On Wednesday, Taoiseach Enda Kenny walked the streets of Dublin’s north inner city.
The small community, within spitting distance of the IFSC and the ‘Silicon Docks’, has endured more than any should during the recent drug-gang feuding.
Mr Kenny’s goal is admirable: Improve the standard of life there and mitigate the damage done by violence and addiction. He spoke of “economic and social regeneration”.
Some €1.6m will be spent in and around Sherriff St, developing facilities and tidying up the urban landscape.
When ranged against the financial and criminal fire-power of the Kinahan gang, €1.6m is not much. Let’s be blunt. Dublin’s inner city will not be transformed on that budget.
I can’t help but think of the anti-drugs campaign fronted by the late first lady of the US, Nancy Reagan.
‘Just Say No’ became synonymous with missing the point. Young people in deprived parts of the US weren’t doing drugs because they were lacking in education about the effects.
That campaign ran in parallel with the ‘war on drugs’ — expensive military action that affected little change on the streets.
Don’t get me wrong. Mr Kenny has correctly identified social and economic deprivation as the pivotal factors in the Irish drugs scene. However, a failure by European policy-makers to consider the politically unpalatable may frustrate his ambition to regenerate the inner city.
There are two options currently not being pursued. Pump so much money into deprived communities that they become economically improved beyond recognition, or tackle the gangs at source by taking away their revenue.
From an economic point of view, if not a moral one, the legalisation of some drugs is becoming an increasingly compelling idea.
The rate of return for the drug lords is without comparison. Efforts by the authorities to disrupt their activities and take away some of their assets might nibble at the margins, but the business model is robust.
In the battle against the gangs in Ireland, hundreds of millions of euro are spent on policing. The global drugs trade is worth €270bn. Around half of this amount is accounted for by the trade in cannabis.
A significant chunk of the Kinahan cartel’s reputed €500m wealth is from weed. In a single swoop last year, gardaí reportedly seized €1.7m worth of their product. Yet the gang still thrives.
Economic analysis shows that the street price for the drug drops significantly once it is legalised.
The relatively high price being charged compensates dealers for the risks they must take to evade the law. If the price of cannabis falls dramatically, the business model is no longer so lucrative.
The legalisation of cannabis was once beyond the pale of decent society. When Luke ‘Ming’ Flanagan put a motion before the Dáil, in 2013, proposing that it be legalised, it was overwhelmingly rejected.
However, just look at the world outside. Cannabis is now legal for recreational use in four US states and licensed for medical use in 20 others. It is effectively legal in the Netherlands. Canada is poised to legalise next year. Mexican cannabis cartels are, meanwhile, being run into the ground.
It is reported by National Public Radio in the US that a kilo of marijuana grown in Mexico five years ago was worth $90.

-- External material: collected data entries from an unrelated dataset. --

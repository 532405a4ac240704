//! API response types for RAWG.

use std::fmt;
use std::str::FromStr;

use chrono::NaiveDate;
use serde::{Deserialize, Serialize};

/// One page of a RAWG list endpoint.
///
/// `next` and `previous` are opaque URLs. They are only used as presence
/// indicators for pagination controls and are never parsed.
#[derive(Debug, Clone, PartialEq, Serialize, Deserialize)]
pub struct PagedResult<T> {
    #[serde(rename = "results", default = "Vec::new")]
    pub items: Vec<T>,
    #[serde(default)]
    pub count: u64,
    #[serde(rename = "next", default)]
    pub next_page: Option<String>,
    #[serde(rename = "previous", default)]
    pub previous_page: Option<String>,
}

impl<T> PagedResult<T> {
    pub fn has_next(&self) -> bool {
        self.next_page.is_some()
    }

    pub fn has_previous(&self) -> bool {
        self.previous_page.is_some()
    }
}

impl<T> Default for PagedResult<T> {
    fn default() -> Self {
        Self {
            items: Vec::new(),
            count: 0,
            next_page: None,
            previous_page: None,
        }
    }
}

/// A game as it appears in list results.
#[derive(Debug, Clone, PartialEq, Serialize, Deserialize)]
pub struct GameSummary {
    pub id: u64,
    pub name: String,
    #[serde(default)]
    pub slug: String,
    #[serde(default)]
    pub background_image: Option<String>,
    /// Average user rating, 0–5.
    #[serde(default)]
    pub rating: f64,
    #[serde(default)]
    pub released: Option<NaiveDate>,
    #[serde(default)]
    pub ratings_count: u64,
}

impl GameSummary {
    /// Number of filled stars on a five-star scale.
    pub fn full_stars(&self) -> u8 {
        self.rating.clamp(0.0, 5.0).floor() as u8
    }

    /// Rating with one decimal, or `"N/A"` when unrated.
    pub fn rating_label(&self) -> String {
        if self.rating > 0.0 {
            format!("{:.1}", self.rating)
        } else {
            "N/A".into()
        }
    }

    /// Release date, or `"TBA"` when unknown.
    pub fn release_label(&self) -> String {
        self.released
            .map(|d| d.format("%Y-%m-%d").to_string())
            .unwrap_or_else(|| "TBA".into())
    }
}

/// A small `{id, name, slug}` reference embedded in detail payloads.
#[derive(Debug, Clone, Default, PartialEq, Serialize, Deserialize)]
pub struct NamedRef {
    pub id: u64,
    pub name: String,
    #[serde(default)]
    pub slug: String,
}

/// Platform wrapper as nested by the game detail endpoint.
#[derive(Debug, Clone, PartialEq, Serialize, Deserialize)]
pub struct PlatformEntry {
    pub platform: NamedRef,
}

/// Full game record from `/games/{id}`.
#[derive(Debug, Clone, PartialEq, Serialize, Deserialize)]
pub struct GameDetail {
    pub id: u64,
    pub name: String,
    #[serde(default)]
    pub slug: String,
    #[serde(default)]
    pub description_raw: String,
    #[serde(default)]
    pub background_image: Option<String>,
    #[serde(default)]
    pub website: Option<String>,
    #[serde(default)]
    pub rating: f64,
    #[serde(default)]
    pub ratings_count: u64,
    #[serde(default)]
    pub metacritic: Option<u32>,
    #[serde(default)]
    pub playtime: u32,
    #[serde(default)]
    pub released: Option<NaiveDate>,
    #[serde(default)]
    pub genres: Vec<NamedRef>,
    #[serde(default)]
    pub platforms: Vec<PlatformEntry>,
    #[serde(default)]
    pub developers: Vec<NamedRef>,
    #[serde(default)]
    pub publishers: Vec<NamedRef>,
}

impl GameDetail {
    /// Platform names in API order.
    pub fn platform_names(&self) -> Vec<&str> {
        self.platforms
            .iter()
            .map(|p| p.platform.name.as_str())
            .collect()
    }
}

/// Screenshot metadata from `/games/{id}/screenshots`.
#[derive(Debug, Clone, PartialEq, Serialize, Deserialize)]
pub struct Screenshot {
    /// RAWG reports the game's background image with id `-1`.
    pub id: i64,
    pub image: String,
    #[serde(default)]
    pub width: u32,
    #[serde(default)]
    pub height: u32,
}

/// One of a genre's top games, embedded in the genre listing.
#[derive(Debug, Clone, PartialEq, Serialize, Deserialize)]
pub struct GenreGame {
    pub id: u64,
    pub name: String,
    #[serde(default)]
    pub slug: String,
    #[serde(default)]
    pub added: u64,
}

/// A genre from `/genres`.
#[derive(Debug, Clone, PartialEq, Serialize, Deserialize)]
pub struct GenreSummary {
    pub id: u32,
    pub name: String,
    #[serde(default)]
    pub slug: String,
    #[serde(default)]
    pub games_count: u64,
    #[serde(default)]
    pub image_background: Option<String>,
    #[serde(default)]
    pub games: Vec<GenreGame>,
}

/// Inclusive release-date window, sent as `dates=YYYY-MM-DD,YYYY-MM-DD`.
#[derive(Debug, Clone, Copy, PartialEq, Eq, Hash)]
pub struct DateRange {
    pub from: NaiveDate,
    pub to: NaiveDate,
}

impl DateRange {
    /// Creates a range, swapping the bounds if given in reverse.
    pub fn new(from: NaiveDate, to: NaiveDate) -> Self {
        if from <= to {
            Self { from, to }
        } else {
            Self { from: to, to: from }
        }
    }
}

impl fmt::Display for DateRange {
    fn fmt(&self, f: &mut fmt::Formatter<'_>) -> fmt::Result {
        write!(
            f,
            "{},{}",
            self.from.format("%Y-%m-%d"),
            self.to.format("%Y-%m-%d")
        )
    }
}

impl FromStr for DateRange {
    type Err = chrono::ParseError;

    fn from_str(s: &str) -> Result<Self, Self::Err> {
        let (from, to) = s.split_once(',').unwrap_or((s, s));
        let from = NaiveDate::parse_from_str(from.trim(), "%Y-%m-%d")?;
        let to = NaiveDate::parse_from_str(to.trim(), "%Y-%m-%d")?;
        Ok(Self::new(from, to))
    }
}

Now, the drug growers are getting less than half that. Marijuana seizures by the US border authorities last year fell to their lowest level in a decade.
The Mexican cartels are being put out of business by US cannabis growers.
Concerns remain, of course, that legalisation would lead to more people using the drug — and it carries mental health risks. There are also worries that it acts as a ‘gateway drug’ to harder and more dangerous substances.
The considerations about the societal risks of drug legalisation are weighed against allowing the continued existence of massive criminal gangs who can devastate communities and seemingly kill with impunity.
Of course, the likes of the Kinahan cartel could simply focus their efforts on highly lucrative drugs, such as cocaine and heroin. But take away cannabis and you take away a key revenue stream.
Ultimately, a European-level decision would be needed to reach a definitive solution.
Ireland could hardly go it alone on drug legalisation. In the meantime, the cartels will continue to coin it.
Paul Colgan is economics editor at Ireland Live News on UTV Ireland.